Work to complete ->
Restate word for word the entries below, starting with the line with "pub struct StudentDetailQuery" and continuing through the line with "let valid: Vec<f64>". Include both of those lines and no others.

Supplied material ->
//! # Client-side persistence for the gradebook admin
//!
//! Everything the browser keeps between page loads lives behind this crate:
//! the bearer token, the cached user profile, and the `gradebook.toml`
//! client configuration.
//!
//! | Module | Purpose |
//! |--------|---------|
//! | [`kv`] | The [`KeyValueStore`] trait every backend implements. |
//! | `memory` | [`MemoryStore`], used by tests and non-browser fallbacks. |
//! | `file_store` | [`FileStore`], one file per key on native targets. |
//! | `local` | `LocalStore`, backed by `window.localStorage` (wasm32 + `web`). |
//! | [`models`] | [`UserProfile`], the loosely typed profile bag. |
//! | [`session`] | Persisted session record (`token`, `userInfo` keys). |
//! | [`config`] | [`ClientConfig`], parsed from `gradebook.toml`. |

pub mod config;
pub mod kv;
pub mod models;
pub mod session;

mod memory;
pub use memory::MemoryStore;

#[cfg(not(target_arch = "wasm32"))]
mod file_store;
#[cfg(not(target_arch = "wasm32"))]
pub use file_store::FileStore;

#[cfg(all(target_arch = "wasm32", feature = "web"))]
mod local;
#[cfg(all(target_arch = "wasm32", feature = "web"))]
pub use local::LocalStore;

pub use config::ClientConfig;
pub use kv::KeyValueStore;
pub use models::UserProfile;
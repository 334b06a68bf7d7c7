//! Scores and the query/summary types around them.

use serde::{Deserialize, Serialize};

use super::basic::Course;
use super::{Audit, Id};

/// One student's mark for one course in one exam.
#[derive(Clone, Debug, Default, PartialEq, Serialize, Deserialize)]
#[serde(default, rename_all = "camelCase")]
pub struct Score {
    #[serde(flatten)]
    pub audit: Audit,
    pub exam_id: Option<Id>,
    pub student_id: Option<Id>,
    pub course_id: Option<Id>,
    pub score: Option<f64>,
    pub grade_level: Option<String>,
    pub class_rank: Option<i32>,
    pub grade_rank: Option<i32>,
    /// 1 when the student missed the exam.
    pub absent: i32,
    pub teacher_id: Option<Id>,
}

impl Score {
    pub fn is_absent(&self) -> bool {
        self.absent == 1
    }

    /// The mark, if it counts towards statistics.
    pub fn valid_score(&self) -> Option<f64> {
        if self.is_absent() {
            None
        } else {
            self.score
        }
    }
}

/// Selects the roster for score entry.
#[derive(Clone, Debug, Default, PartialEq, Serialize, Deserialize)]
#[serde(rename_all = "camelCase")]
pub struct ScoreTemplateQuery {
    pub exam_id: Id,
    pub course_id: Id,
    #[serde(skip_serializing_if = "Option::is_none")]
    pub class_id: Option<Id>,
}

/// One row of the score-entry template: a student plus any mark already
/// recorded.
#[derive(Clone, Debug, Default, PartialEq, Serialize, Deserialize)]
#[serde(default, rename_all = "camelCase")]
pub struct ScoreEntry {
    pub score_id: Option<Id>,
    pub student_id: Id,
    pub student_code: String,
    pub student_name: String,
    pub class_id: Option<Id>,
    pub score: Option<f64>,
    pub absent: bool,
    pub remark: Option<String>,
}

impl ScoreEntry {
    /// Build the payload row for `/grade/score/batch`. Absent students are
    /// saved without a mark.
    pub fn to_score(&self, exam_id: Id, course_id: Id, teacher_id: Option<Id>) -> Score {
        Score {
            audit: Audit {
                id: self.score_id,
                remark: self.remark.clone(),
                ..Audit::default()
            },
            exam_id: Some(exam_id),
            student_id: Some(self.student_id),
            course_id: Some(course_id),
            score: if self.absent { None } else { self.score },
            absent: i32::from(self.absent),
            teacher_id,
            ..Score::default()
        }
    }

    /// Rows with neither a mark nor an absence are not worth sending.
    pub fn is_filled(&self) -> bool {
        self.absent || self.score.is_some()
    }
}

/// Scope for ranking recalculation.
#[derive(Clone, Debug, Default, PartialEq, Serialize, Deserialize)]
#[serde(rename_all = "camelCase")]
pub struct RankingQuery {
    pub exam_id: Id,
    #[serde(skip_serializing_if = "Option::is_none")]
    pub course_id: Option<Id>,
    #[serde(skip_serializing_if = "Option::is_none")]
    pub grade_id: Option<Id>,
}

/// Scope for a statistics report.
#[derive(Clone, Debug, Default, PartialEq, Serialize, Deserialize)]
#[serde(rename_all = "camelCase")]
pub struct StatisticsQuery {
    pub exam_id: Id,
    pub course_id: Id,
    #[serde(skip_serializing_if = "Option::is_none")]
    pub class_id: Option<Id>,
    #[serde(skip_serializing_if = "Option::is_none")]
    pub grade_id: Option<Id>,
}

#[derive(Clone, Debug, Default, PartialEq, Serialize, Deserialize)]
#[serde(rename_all = "camelCase")]
pub struct StudentDetailQuery {
    pub student_id: Id,
    #[serde(skip_serializing_if = "Option::is_none")]
    pub exam_id: Option<Id>,
}

/// Summary of a set of scores. Score and rate fields are absent when no
/// valid score exists or the course has no matching threshold.
#[derive(Clone, Debug, Default, PartialEq, Serialize, Deserialize)]
#[serde(default, rename_all = "camelCase")]
pub struct ScoreStatistics {
    pub total_count: u32,
    pub valid_count: u32,
    pub absent_count: u32,
    pub max_score: Option<f64>,
    pub min_score: Option<f64>,
    pub avg_score: Option<f64>,
    pub pass_count: Option<u32>,
    pub pass_rate: Option<f64>,
    pub good_count: Option<u32>,
    pub good_rate: Option<f64>,
    pub excellent_count: Option<u32>,
    pub excellent_rate: Option<f64>,
}

fn round_to(value: f64, places: i32) -> f64 {
    let factor = 10f64.powi(places);
    (value * factor).round() / factor
}

impl ScoreStatistics {
    /// Summarise `scores` against `course`'s thresholds. Averages are rounded
    /// to two places and rates are percentages with two decimals.
    pub fn compute(scores: &[Score], course: &Course) -> Self {
        let valid: Vec<f64> = scores.iter().filter_map(Score::valid_score).collect();
        let mut stats = ScoreStatistics {
            total_count: scores.len() as u32,
            valid_count: valid.len() as u32,
            absent_count: scores.iter().filter(|s| s.is_absent()).count() as u32,
            ..ScoreStatistics::default()
        };
        if valid.is_empty() {
            return stats;
        }

        let n = valid.len() as f64;
        stats.max_score = valid.iter().copied().reduce(f64::max);
        stats.min_score = valid.iter().copied().reduce(f64::min);
        stats.avg_score = Some(round_to(valid.iter().sum::<f64>() / n, 2));

        let band = |threshold: Option<f64>| {
            threshold.map(|t| {
                let count = valid.iter().filter(|&&s| s >= t).count();
                (count as u32, round_to(count as f64 / n * 100.0, 2))
            })
        };
        if let Some((count, rate)) = band(course.pass_score) {
            stats.pass_count = Some(count);
            stats.pass_rate = Some(rate);
        }
        if let Some((count, rate)) = band(course.good_score) {
            stats.good_count = Some(count);
            stats.good_rate = Some(rate);
        }
        if let Some((count, rate)) = band(course.excellent_score) {
            stats.excellent_count = Some(count);
            stats.excellent_rate = Some(rate);
        }
        stats
    }
}

/// One student's results for an exam.
#[derive(Clone, Debug, Default, PartialEq, Serialize, Deserialize)]
#[serde(default, rename_all = "camelCase")]
pub struct StudentScoreDetail {
    pub student_id: Option<Id>,
    pub student_name: Option<String>,
    pub exam_id: Option<Id>,
    pub scores: Vec<Score>,
    pub total_score: Option<f64>,
    pub class_rank: Option<i32>,
    pub grade_rank: Option<i32>,
}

Written answer ->
pub struct StudentDetailQuery {
    pub student_id: Id,
    #[serde(skip_serializing_if = "Option::is_none")]
    pub exam_id: Option<Id>,
}

/// Summary of a set of scores. Score and rate fields are absent when no
/// valid score exists or the course has no matching threshold.
#[derive(Clone, Debug, Default, PartialEq, Serialize, Deserialize)]
#[serde(default, rename_all = "camelCase")]
pub struct ScoreStatistics {
    pub total_count: u32,
    pub valid_count: u32,
    pub absent_count: u32,
    pub max_score: Option<f64>,
    pub min_score: Option<f64>,
    pub avg_score: Option<f64>,
    pub pass_count: Option<u32>,
    pub pass_rate: Option<f64>,
    pub good_count: Option<u32>,
    pub good_rate: Option<f64>,
    pub excellent_count: Option<u32>,
    pub excellent_rate: Option<f64>,
}

fn round_to(value: f64, places: i32) -> f64 {
    let factor = 10f64.powi(places);
    (value * factor).round() / factor
}

impl ScoreStatistics {
    /// Summarise `scores` against `course`'s thresholds. Averages are rounded
    /// to two places and rates are percentages with two decimals.
    pub fn compute(scores: &[Score], course: &Course) -> Self {
        let valid: Vec<f64> = scores.iter().filter_map(Score::valid_score).collect();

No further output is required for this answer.